* Study material
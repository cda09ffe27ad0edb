//! Relay engine
//!
//! One loop owns every forwarded connection. Each registered connection has
//! a stable [`ConnId`] and exactly one handler: forward to a peer, answer
//! through a request/reply agent channel, or accept new connections.

mod engine;
mod registry;

pub use engine::Relay;
pub use registry::Registry;

use std::fmt;

use async_trait::async_trait;
use tokio::io::{AsyncRead, AsyncWrite};
use tokio::net::{TcpStream, UnixStream};

use crate::error::RelayError;

/// A bidirectional byte stream the relay can own
pub trait Duplex: AsyncRead + AsyncWrite + Send + Unpin + 'static {}

impl<T> Duplex for T where T: AsyncRead + AsyncWrite + Send + Unpin + 'static {}

/// Type-erased [`Duplex`]
pub type BoxedDuplex = Box<dyn Duplex>;

/// Stable identity of a registered connection
#[derive(Debug, Clone, Copy, PartialEq, Eq, Hash, PartialOrd, Ord)]
pub struct ConnId(u64);

impl ConnId {
    pub(crate) fn new(raw: u64) -> Self {
        Self(raw)
    }
}

impl fmt::Display for ConnId {
    fn fmt(&self, f: &mut fmt::Formatter<'_>) -> fmt::Result {
        write!(f, "conn-{}", self.0)
    }
}

/// A connection accepted by a registered listener
#[derive(Debug)]
pub enum Incoming {
    Unix(UnixStream),
    Tcp(TcpStream),
}

impl Incoming {
    /// Erase the transport type
    pub fn into_boxed(self) -> BoxedDuplex {
        match self {
            Incoming::Unix(stream) => Box::new(stream),
            Incoming::Tcp(stream) => Box::new(stream),
        }
    }
}

/// What a listener does with each accepted connection
///
/// Runs inside the relay loop with exclusive access to the registry; a
/// successful accept usually ends by registering a pair. Returning
/// [`RelayError::Config`] stops the engine, any other error only drops
/// the connection being accepted.
#[async_trait]
pub trait Acceptor: Send + Sync {
    async fn accept(&self, incoming: Incoming, registry: &mut Registry) -> Result<(), RelayError>;
}
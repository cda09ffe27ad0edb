//! Core error types for forwagent

use fa_protocol::ProtocolError;
use std::path::PathBuf;
use thiserror::Error;

/// Top-level error type for forwagent
///
/// Endpoint setup returns this; everything it can fail on converts into it.
#[derive(Error, Debug)]
pub enum FaError {
    /// Protocol error
    #[error("Protocol error: {0}")]
    Protocol(#[from] ProtocolError),

    /// Configuration error
    #[error("Configuration error: {0}")]
    Config(#[from] ConfigError),

    /// TLS context error
    #[error("TLS error: {0}")]
    Tls(#[from] TlsError),

    /// Relay error
    #[error("Relay error: {0}")]
    Relay(#[from] RelayError),

    /// A listening endpoint could not be bound
    #[error("Failed to bind {target}: {source}")]
    Bind {
        target: String,
        #[source]
        source: std::io::Error,
    },

    /// I/O error
    #[error("I/O error: {0}")]
    Io(#[from] std::io::Error),
}

/// Configuration-related errors. All of these are fatal at startup.
#[derive(Error, Debug)]
pub enum ConfigError {
    /// Configuration directory does not exist
    #[error("Configuration directory missing: {0} (run 'forwagent init' to initialize)")]
    MissingDir(PathBuf),

    /// Config file not found
    #[error("Config file not found: {0}")]
    NotFound(PathBuf),

    /// A bootstrap artifact could not be read
    #[error("Failed to read {path}: {source}")]
    Read {
        path: PathBuf,
        #[source]
        source: std::io::Error,
    },

    /// Key file holds no private key
    #[error("No private key found in {0}")]
    NoPrivateKey(PathBuf),

    /// Certificate file holds no certificate
    #[error("No certificate found in {0}")]
    NoCertificate(PathBuf),

    /// Invalid configuration
    #[error("Invalid config: {0}")]
    Invalid(String),

    /// TOML parse error
    #[error("TOML parse error: {0}")]
    Parse(#[from] toml::de::Error),

    /// TOML serialize error
    #[error("TOML serialize error: {0}")]
    Serialize(#[from] toml::ser::Error),
}

/// Errors building a TLS context from trust material
#[derive(Error, Debug)]
pub enum TlsError {
    /// rustls rejected the configuration (bad key, unsupported versions, ...)
    #[error("Invalid TLS configuration: {0}")]
    Rustls(#[from] rustls::Error),

    /// Host could not be turned into a TLS server name
    #[error("Invalid server name: {0}")]
    ServerName(String),
}

/// A fault raised while handling one registered connection.
///
/// Everything except [`RelayError::Config`] is contained at the handler
/// boundary: the engine logs it, tears down the affected pair and keeps
/// running.
#[derive(Error, Debug)]
pub enum RelayError {
    /// Read, write or connect failure on a forwarded connection
    #[error("Transport error: {0}")]
    Transport(#[from] std::io::Error),

    /// TLS handshake or peer certificate rejected
    #[error("TLS handshake failed: {0}")]
    Handshake(#[source] std::io::Error),

    /// Short or unknown protocol tag
    #[error("Protocol error: {0}")]
    Protocol(#[from] ProtocolError),

    /// Real local agent could not be found or reached
    #[error("Agent discovery failed: {0}")]
    Discovery(#[source] Box<dyn std::error::Error + Send + Sync>),

    /// Configuration fault discovered while running
    #[error("Configuration error: {0}")]
    Config(#[from] ConfigError),

    /// A handler panicked
    #[error("Handler panicked: {0}")]
    Panic(String),
}

impl RelayError {
    /// Whether this fault should stop the engine
    pub fn is_fatal(&self) -> bool {
        matches!(self, RelayError::Config(_))
    }
}

#[cfg(test)]
mod tests {
    use super::*;

    #[test]
    fn test_only_config_faults_are_fatal() {
        let transport = RelayError::Transport(std::io::ErrorKind::BrokenPipe.into());
        let protocol = RelayError::Protocol(ProtocolError::UnknownTag(*b"XYZ"));
        let config = RelayError::Config(ConfigError::Invalid("bad".into()));

        assert!(!transport.is_fatal());
        assert!(!protocol.is_fatal());
        assert!(config.is_fatal());
    }

    #[test]
    fn test_component_errors_convert_to_fa_error() {
        let err: FaError = ConfigError::NoCertificate(PathBuf::from("cert.pem")).into();
        assert!(matches!(err, FaError::Config(ConfigError::NoCertificate(_))));
        assert!(err.to_string().contains("cert.pem"));

        let err: FaError = TlsError::ServerName("bad host".into()).into();
        assert!(matches!(err, FaError::Tls(_)));

        let err: FaError = RelayError::Panic("boom".into()).into();
        assert!(matches!(err, FaError::Relay(RelayError::Panic(_))));

        let err: FaError = ProtocolError::UnknownTag(*b"ABC").into();
        assert!(matches!(err, FaError::Protocol(_)));

        let err: FaError = std::io::Error::from(std::io::ErrorKind::NotFound).into();
        assert!(matches!(err, FaError::Io(_)));
    }

    #[test]
    fn test_missing_dir_mentions_init() {
        let err = ConfigError::MissingDir(PathBuf::from("/nowhere/.forwagent"));
        assert!(err.to_string().contains("forwagent init"));
    }
}
//! Unix socket file lifecycle
//!
//! The agent endpoint publishes its sockets under fixed names. A file left
//! behind by a crashed run would make `bind` fail, so it is removed first,
//! and the guard removes it again when the endpoint shuts down.

use std::fs;
use std::io;
use std::path::{Path, PathBuf};

use tokio::net::UnixListener;

/// Remove a socket file
///
/// Returns `Ok(())` even if the file doesn't exist.
pub fn remove_socket_file(path: &Path) -> io::Result<()> {
    match fs::remove_file(path) {
        Ok(()) => Ok(()),
        Err(e) if e.kind() == io::ErrorKind::NotFound => Ok(()),
        Err(e) => Err(e),
    }
}

/// Guard that removes a socket file when dropped
pub struct SocketFileGuard {
    path: PathBuf,
}

impl SocketFileGuard {
    /// Path of the guarded socket
    pub fn path(&self) -> &Path {
        &self.path
    }
}

impl Drop for SocketFileGuard {
    fn drop(&mut self) {
        if let Err(e) = remove_socket_file(&self.path) {
            tracing::warn!("Failed to remove socket {:?}: {}", self.path, e);
        } else {
            tracing::debug!("Removed socket {:?}", self.path);
        }
    }
}

/// Bind a Unix listener at `path`, replacing any stale file
///
/// Must be called from within a tokio runtime.
pub fn bind_unix(path: &Path) -> io::Result<(UnixListener, SocketFileGuard)> {
    if let Some(parent) = path.parent() {
        fs::create_dir_all(parent)?;
    }
    remove_socket_file(path)?;

    let listener = UnixListener::bind(path)?;
    tracing::info!("Listening on {:?}", path);

    Ok((
        listener,
        SocketFileGuard {
            path: path.to_path_buf(),
        },
    ))
}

* Assigned task
Exactly as they appear above, output the lines of the data from the first through the one that contains "use async_trait::async_trait;", and only those lines.

* Solution to this exercise
repository cda09ffe27ad0edb
//! Relay engine
//!
//! One loop owns every forwarded connection. Each registered connection has
//! a stable [`ConnId`] and exactly one handler: forward to a peer, answer
//! through a request/reply agent channel, or accept new connections.

mod engine;
mod registry;

pub use engine::Relay;
pub use registry::Registry;

use std::fmt;

use async_trait::async_trait;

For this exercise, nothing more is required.